Records supplied START

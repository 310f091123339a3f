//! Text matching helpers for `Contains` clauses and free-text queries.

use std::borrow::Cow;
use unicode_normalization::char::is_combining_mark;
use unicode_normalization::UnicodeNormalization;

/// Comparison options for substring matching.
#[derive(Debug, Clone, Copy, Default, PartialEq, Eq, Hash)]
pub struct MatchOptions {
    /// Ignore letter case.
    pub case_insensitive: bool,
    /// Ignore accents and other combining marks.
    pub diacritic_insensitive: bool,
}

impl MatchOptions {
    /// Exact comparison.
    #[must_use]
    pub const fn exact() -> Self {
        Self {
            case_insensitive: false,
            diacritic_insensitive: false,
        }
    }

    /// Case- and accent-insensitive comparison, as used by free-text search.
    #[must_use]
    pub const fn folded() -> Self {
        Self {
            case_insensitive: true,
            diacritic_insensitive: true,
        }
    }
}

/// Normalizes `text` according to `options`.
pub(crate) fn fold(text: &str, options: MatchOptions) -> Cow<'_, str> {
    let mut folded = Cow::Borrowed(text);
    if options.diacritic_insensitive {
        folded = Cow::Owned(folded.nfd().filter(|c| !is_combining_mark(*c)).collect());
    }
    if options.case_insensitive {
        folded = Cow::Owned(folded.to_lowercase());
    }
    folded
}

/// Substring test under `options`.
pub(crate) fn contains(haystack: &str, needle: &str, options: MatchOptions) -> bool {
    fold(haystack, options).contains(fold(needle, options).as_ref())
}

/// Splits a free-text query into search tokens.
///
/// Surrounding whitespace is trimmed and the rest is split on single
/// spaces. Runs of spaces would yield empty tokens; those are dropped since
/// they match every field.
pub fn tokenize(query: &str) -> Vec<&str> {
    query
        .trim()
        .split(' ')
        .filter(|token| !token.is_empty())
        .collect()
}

Records supplied END

* [What you are asked to do]
Each line from the top of the data, up to and including the line that contains "for substring matching.", should be set down exactly.

* [Solution to this task]
repository 310f091123339a3f
//! Text matching helpers for `Contains` clauses and free-text queries.

use std::borrow::Cow;
use unicode_normalization::char::is_combining_mark;
use unicode_normalization::UnicodeNormalization;

/// Comparison options for substring matching.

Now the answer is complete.